Work to be completed:
Check the records below for the word "format" and state how many lines contain it, replying with the number only.

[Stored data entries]
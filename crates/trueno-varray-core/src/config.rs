//! Virtual array configuration.
//!
//! Parameters are fixed at construction. A configuration can be built in code
//! or loaded from TOML:
//!
//! ```toml
//! len = 2_880_000
//! page_size = 1
//! pages_per_channel = 50
//! channels_per_device = [12, 12, 12, 12]
//! ```

use crate::{Error, Result};
use serde::{Deserialize, Serialize};
use std::path::Path;

/// Default page size in elements.
pub const DEFAULT_PAGE_SIZE: usize = 1;

/// Default number of resident pages per channel cache.
pub const DEFAULT_PAGES_PER_CHANNEL: usize = 50;

/// Construction parameters of a virtual array.
#[derive(Debug, Clone, PartialEq, Eq, Serialize, Deserialize)]
pub struct ArrayConfig {
    /// Number of addressable elements.
    pub len: usize,

    /// Elements per page (unit of transfer and eviction).
    #[serde(default = "default_page_size")]
    pub page_size: usize,

    /// Capacity of each channel cache, in pages.
    #[serde(default = "default_pages_per_channel")]
    pub pages_per_channel: usize,

    /// Number of transfer channels for each device, in device order.
    pub channels_per_device: Vec<usize>,
}

fn default_page_size() -> usize {
    DEFAULT_PAGE_SIZE
}

fn default_pages_per_channel() -> usize {
    DEFAULT_PAGES_PER_CHANNEL
}

impl ArrayConfig {
    /// Configuration for `len` elements spread over devices with the given
    /// channel counts, using default page size and cache capacity.
    #[must_use]
    pub fn new(len: usize, channels_per_device: Vec<usize>) -> Self {
        Self {
            len,
            page_size: DEFAULT_PAGE_SIZE,
            pages_per_channel: DEFAULT_PAGES_PER_CHANNEL,
            channels_per_device,
        }
    }

    /// Set the page size in elements.
    #[must_use]
    pub fn with_page_size(mut self, page_size: usize) -> Self {
        self.page_size = page_size;
        self
    }

    /// Set the number of resident pages per channel.
    #[must_use]
    pub fn with_pages_per_channel(mut self, pages: usize) -> Self {
        self.pages_per_channel = pages;
        self
    }

    /// Parse a configuration from TOML text.
    ///
    /// # Errors
    ///
    /// Returns [`Error::Configuration`] if the text is not a valid configuration.
    pub fn from_toml_str(text: &str) -> Result<Self> {
        let config: Self = toml::from_str(text)
            .map_err(|e| Error::Configuration(format!("failed to parse config: {e}")))?;
        config.validate()?;
        Ok(config)
    }

    /// Load a configuration from a TOML file.
    ///
    /// # Errors
    ///
    /// Returns [`Error::IoError`] if the file cannot be read and
    /// [`Error::Configuration`] if its content is invalid.
    pub fn load(path: impl AsRef<Path>) -> Result<Self> {
        let path = path.as_ref();
        let text = std::fs::read_to_string(path)
            .map_err(|e| Error::IoError(format!("failed to read {}: {e}", path.display())))?;
        Self::from_toml_str(&text)
    }

    /// Check that every parameter is positive and storage sizing cannot overflow.
    ///
    /// # Errors
    ///
    /// Returns [`Error::Configuration`] describing the first invalid parameter.
    pub fn validate(&self) -> Result<()> {
        if self.len == 0 {
            return Err(Error::Configuration("len must be positive".to_string()));
        }
        if self.page_size == 0 {
            return Err(Error::Configuration("page_size must be positive".to_string()));
        }
        if self.pages_per_channel == 0 {
            return Err(Error::Configuration("pages_per_channel must be positive".to_string()));
        }
        if self.channels_per_device.is_empty() {
            return Err(Error::Configuration("at least one device is required".to_string()));
        }
        if let Some(device) = self.channels_per_device.iter().position(|&c| c == 0) {
            return Err(Error::Configuration(format!("device {device} has no channels")));
        }
        self.channels_per_device
            .iter()
            .try_fold(0usize, |acc, &c| acc.checked_add(c))
            .ok_or_else(|| Error::Configuration("channel count overflows".to_string()))?;
        self.padded_len()
            .ok_or_else(|| Error::Configuration("len overflows when padded to pages".to_string()))?;
        Ok(())
    }

    /// Number of devices.
    #[must_use]
    pub fn device_count(&self) -> usize {
        self.channels_per_device.len()
    }

    /// Total number of channels across all devices.
    #[must_use]
    pub fn total_channels(&self) -> usize {
        self.channels_per_device.iter().sum()
    }

    /// Number of pages covering `len` elements; the last page may be partial.
    #[must_use]
    pub fn page_count(&self) -> u64 {
        self.len.div_ceil(self.page_size) as u64
    }

    /// Page slots in each channel's backing store.
    #[must_use]
    pub fn slots_per_channel(&self) -> u64 {
        self.page_count().div_ceil(self.total_channels() as u64)
    }

    /// Elements that fit in all channel caches at once.
    #[must_use]
    pub fn cache_elements(&self) -> usize {
        self.total_channels()
            .saturating_mul(self.pages_per_channel)
            .saturating_mul(self.page_size)
    }

    /// `len` rounded up to a whole number of pages.
    fn padded_len(&self) -> Option<usize> {
        self.len
            .div_ceil(self.page_size)
            .checked_mul(self.page_size)
    }
}

#[cfg(test)]
mod tests {
    use super::*;

    #[test]
    fn test_config_defaults() {
        let config = ArrayConfig::new(1000, vec![2, 2]);
        assert_eq!(config.page_size, DEFAULT_PAGE_SIZE);
        assert_eq!(config.pages_per_channel, DEFAULT_PAGES_PER_CHANNEL);
        assert_eq!(config.device_count(), 2);
        assert_eq!(config.total_channels(), 4);
        assert!(config.validate().is_ok());
    }

    #[test]
    fn test_config_derived_sizes() {
        let config = ArrayConfig::new(10, vec![2, 1])
            .with_page_size(4)
            .with_pages_per_channel(2);
        assert_eq!(config.page_count(), 3);
        assert_eq!(config.slots_per_channel(), 1);
        assert_eq!(config.cache_elements(), 3 * 2 * 4);
    }

    #[test]
    fn test_config_benchmark_shape() {
        let config = ArrayConfig::new(28_800, vec![12, 12, 12, 12]);
        assert_eq!(config.total_channels(), 48);
        assert_eq!(config.cache_elements(), 2400);
        assert_eq!(config.slots_per_channel(), 600);
    }

    #[test]
    fn test_config_rejects_zero_len() {
        let err = ArrayConfig::new(0, vec![1]).validate().unwrap_err();
        assert!(err.to_string().contains("len must be positive"));
    }

    #[test]
    fn test_config_rejects_zero_page_size() {
        let err = ArrayConfig::new(10, vec![1])
            .with_page_size(0)
            .validate()
            .unwrap_err();
        assert!(err.to_string().contains("page_size"));
    }

    #[test]
    fn test_config_rejects_zero_pages_per_channel() {
        let err = ArrayConfig::new(10, vec![1])
            .with_pages_per_channel(0)
            .validate()
            .unwrap_err();
        assert!(err.to_string().contains("pages_per_channel"));
    }

    #[test]
    fn test_config_rejects_no_devices() {
        let err = ArrayConfig::new(10, vec![]).validate().unwrap_err();
        assert!(err.to_string().contains("at least one device"));
    }

    #[test]
    fn test_config_rejects_channelless_device() {
        let err = ArrayConfig::new(10, vec![4, 0, 4]).validate().unwrap_err();
        assert!(err.to_string().contains("device 1 has no channels"));
    }

    #[test]
    fn test_config_rejects_padding_overflow() {
        let err = ArrayConfig::new(usize::MAX, vec![1])
            .with_page_size(2)
            .validate()
            .unwrap_err();
        assert!(err.to_string().contains("overflows"));
    }

    #[test]
    fn test_parse_config() {
        let toml = r#"
            len = 2880
            page_size = 4
            pages_per_channel = 8
            channels_per_device = [12, 12]
        "#;

        let config = ArrayConfig::from_toml_str(toml).unwrap();
        assert_eq!(config.len, 2880);
        assert_eq!(config.page_size, 4);
        assert_eq!(config.pages_per_channel, 8);
        assert_eq!(config.channels_per_device, vec![12, 12]);
    }

    #[test]
    fn test_parse_config_defaults() {
        let toml = r#"
            len = 100
            channels_per_device = [1]
        "#;

        let config = ArrayConfig::from_toml_str(toml).unwrap();
        assert_eq!(config.page_size, DEFAULT_PAGE_SIZE);
        assert_eq!(config.pages_per_channel, DEFAULT_PAGES_PER_CHANNEL);
    }

    #[test]
    fn test_parse_config_invalid() {
        assert!(ArrayConfig::from_toml_str("len = \"big\"").is_err());
        let err = ArrayConfig::from_toml_str("len = 0\nchannels_per_device = [1]").unwrap_err();
        assert!(matches!(err, Error::Configuration(_)));
    }

    #[test]
    fn test_load_missing_file() {
        let err = ArrayConfig::load("/nonexistent/trueno-varray.toml").unwrap_err();
        assert!(matches!(err, Error::IoError(_)));
    }

    #[test]
    fn test_config_serialize_roundtrip() {
        let config = ArrayConfig::new(64, vec![3]).with_page_size(8);
        let text = toml::to_string(&config).unwrap();
        assert_eq!(ArrayConfig::from_toml_str(&text).unwrap(), config);
    }
}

Result of the exercise:
3